1 leek (finely chopped)

50g plain flour

1 tsp Dijon mustard

3 cups milk

150g Udder delights cheddar (Grated)

150g Xavier David Comte(grated)

170g Organic Parmigiano Reggiano (grated)

50g panko breadcrumbs

Basil leaves to serve

 

Method:

Preheat the oven to 180C.

Bring a large saucepan of salted water to the boil over high heat. Cook pasta according to packet instructions, then drain.

Melt butter in saucepan over med heat. Add leek and cook, stirring for 10 mins or until softened.

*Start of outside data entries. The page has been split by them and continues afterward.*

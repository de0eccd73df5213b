//! Show command - displays information.

use anyhow::Result;

use crate::config::Config;
use crate::identity::catalog;
use crate::identity::reconcile::required_for;
use crate::process::Namespace;
use crate::store::ConfigStore;

/// Show target for the show command.
pub enum ShowTarget {
    /// Show configuration
    Config,
    /// Show required groups against both namespaces
    Groups,
}

/// Execute the show command.
pub fn cmd_show(config: &Config, target: ShowTarget) -> Result<()> {
    match target {
        ShowTarget::Config => {
            config.print();
            let store = ConfigStore::new(&config.store_file);
            if store.image_rebuild_needed()? {
                println!("  Guest image: REBUILD NEEDED");
            }
        }
        ShowTarget::Groups => {
            for namespace in [Namespace::Host, Namespace::Guest] {
                let current = catalog::load_groups(&config.etc_group(namespace))?;
                println!("{} groups:", namespace.label());
                for required in required_for(namespace) {
                    let state = match (current.get(required.name), required.gid) {
                        (None, _) => "MISSING".to_string(),
                        (Some(&gid), Some(want)) if gid != want => {
                            format!("gid {} (reserved {})", gid, want)
                        }
                        (Some(&gid), _) => format!("gid {}", gid),
                    };
                    println!("  {:10} {}", required.name, state);
                }
            }
        }
    }
    Ok(())
}
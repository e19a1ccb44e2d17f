//! Screenshot capture and transfer

use super::device::AdbController;
use super::runner::CommandRunner;
use crate::error::Result;
use std::path::{Path, PathBuf};

/// Where `name` is written on the device
pub fn device_screenshot_path(name: &str) -> String {
    format!("/sdcard/{}.png", name)
}

/// Where `name` lands inside `local_dir`
pub fn local_screenshot_path(name: &str, local_dir: &Path) -> PathBuf {
    PathBuf::from(format!("{}/{}.png", local_dir.display(), name))
}

impl<R: CommandRunner> AdbController<R> {
    /// Capture the screen to the device-side file for `name`
    pub fn take_screenshot(&self, name: &str) -> Result<()> {
        let device_path = device_screenshot_path(name);
        self.execute_quiet(&["shell", "screencap", "-p", &device_path])
    }

    /// Copy the device-side file for `name` into `local_dir`
    ///
    /// `local_dir` must already exist.
    pub fn pull_screenshot(&self, name: &str, local_dir: &Path) -> Result<PathBuf> {
        let device_path = device_screenshot_path(name);
        let local_path = local_screenshot_path(name, local_dir);
        let local = local_path.to_string_lossy();
        self.execute_quiet(&["pull", &device_path, &local])?;
        Ok(local_path)
    }

    /// Remove the device-side file for `name`
    pub fn delete_screenshot_from_device(&self, name: &str) -> Result<()> {
        let device_path = device_screenshot_path(name);
        self.execute_quiet(&["shell", "rm", &device_path])
    }
}
//! Error types for harness operations

use thiserror::Error;

#[derive(Debug, Error)]
pub enum HarnessError {
    /// An external device command timed out, exited non-zero or could not start.
    #[error("Device command failed: {0}")]
    DeviceCommand(String),

    #[error("Invalid app field: '{field}'. Valid fields are: {valid}")]
    InvalidField { field: String, valid: String },

    #[error("Element not found: {0}")]
    ElementNotFound(String),

    #[error("Result not found: {0}")]
    ResultNotFound(String),

    #[error("Parse error: {0}")]
    Parse(String),

    #[error("IO error: {0}")]
    Io(#[from] std::io::Error),

    #[error("Regex error: {0}")]
    Regex(#[from] regex::Error),
}

pub type Result<T> = std::result::Result<T, HarnessError>;
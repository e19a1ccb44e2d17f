//! Device control operations for the attached Android device

use super::runner::CommandRunner;
use crate::error::Result;

/// Build an `adb` command line from its arguments
pub fn adb_command(args: &[&str]) -> Vec<String> {
    let mut command = Vec::with_capacity(args.len() + 1);
    command.push("adb".to_string());
    command.extend(args.iter().map(|arg| arg.to_string()));
    command
}

/// Issues device actions through a [`CommandRunner`]
///
/// Every operation is a single blocking command; nothing is retried.
pub struct AdbController<R> {
    runner: R,
}

impl<R: CommandRunner> AdbController<R> {
    pub fn new(runner: R) -> Self {
        Self { runner }
    }

    /// The underlying command runner
    pub fn runner(&self) -> &R {
        &self.runner
    }

    /// Run a command and return its captured stdout
    pub fn execute(&self, command: &[String], capture_output: bool) -> Result<String> {
        self.runner.run(command, capture_output)
    }

    /// Run a command with output passed through to the terminal
    pub(super) fn execute_quiet(&self, args: &[&str]) -> Result<()> {
        self.execute(&adb_command(args), false).map(|_| ())
    }

    /// Start `package/activity`
    pub fn launch_app(&self, package: &str, activity: &str) -> Result<()> {
        let component = format!("{}/{}", package, activity);
        self.execute_quiet(&["shell", "am", "start", "-n", &component])
    }

    /// Force-stop `package`
    pub fn close_app(&self, package: &str) -> Result<()> {
        self.execute_quiet(&["shell", "am", "force-stop", package])
    }

    /// Tap at the specified coordinates
    pub fn tap(&self, x: u32, y: u32) -> Result<()> {
        let (x, y) = (x.to_string(), y.to_string());
        self.execute_quiet(&["shell", "input", "tap", &x, &y])
    }

    /// Fetch the current UI hierarchy as raw text
    pub fn ui_dump(&self) -> Result<String> {
        self.execute(
            &adb_command(&["exec-out", "uiautomator", "dump", "/dev/tty"]),
            true,
        )
    }
}
//! Recording command runner shared by unit tests

use crate::adb::CommandRunner;
use crate::error::{HarnessError, Result};
use std::cell::RefCell;

/// UI hierarchy dump of the calculator's main screen
pub(crate) const UI_DUMP: &str = include_str!("../tests/resources/ui_dump.xml");

/// Records every command and answers capturing commands with a fixed dump
#[derive(Default)]
pub(crate) struct FakeRunner {
    calls: RefCell<Vec<(Vec<String>, bool)>>,
    dump: RefCell<String>,
    fail_on: RefCell<Option<String>>,
}

impl FakeRunner {
    pub(crate) fn new() -> Self {
        Self::default()
    }

    pub(crate) fn with_dump(dump: &str) -> Self {
        let runner = Self::default();
        runner.set_dump(dump);
        runner
    }

    pub(crate) fn set_dump(&self, dump: &str) {
        *self.dump.borrow_mut() = dump.to_string();
    }

    /// Fail every command whose joined line contains `needle`
    pub(crate) fn fail_when(&self, needle: &str) {
        *self.fail_on.borrow_mut() = Some(needle.to_string());
    }

    pub(crate) fn calls(&self) -> Vec<(Vec<String>, bool)> {
        self.calls.borrow().clone()
    }

    /// Recorded command lines joined with spaces
    pub(crate) fn lines(&self) -> Vec<String> {
        self.calls
            .borrow()
            .iter()
            .map(|(command, _)| command.join(" "))
            .collect()
    }

    pub(crate) fn count(&self, line: &str) -> usize {
        self.lines().iter().filter(|l| l.as_str() == line).count()
    }
}

impl CommandRunner for FakeRunner {
    fn run(&self, command: &[String], capture_output: bool) -> Result<String> {
        self.calls
            .borrow_mut()
            .push((command.to_vec(), capture_output));

        let line = command.join(" ");
        if let Some(needle) = self.fail_on.borrow().as_deref() {
            if line.contains(needle) {
                return Err(HarnessError::DeviceCommand(format!(
                    "Command '{}' returned non-zero exit status 1",
                    line
                )));
            }
        }

        if capture_output {
            Ok(self.dump.borrow().clone())
        } else {
            Ok(String::new())
        }
    }
}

Add flour, stir for 1 min, reduce heat to low and add mustard. Gradually add milk, stirring to remove any lumps.

Increase heat to medium and bring to a simmer. Simmer for 10 mins or until thickened.

Add cheddar and comte and stir to melt.

Transfer to a large baking dish, add cooked macaroni and stir to completely coat. combine panko and parmigiano reggiano in a bowl and scatter over the top.

Place dish in the oven. Bake for 20 mins or until macaroni is golden.

Top macaroni with basil leaves to serve.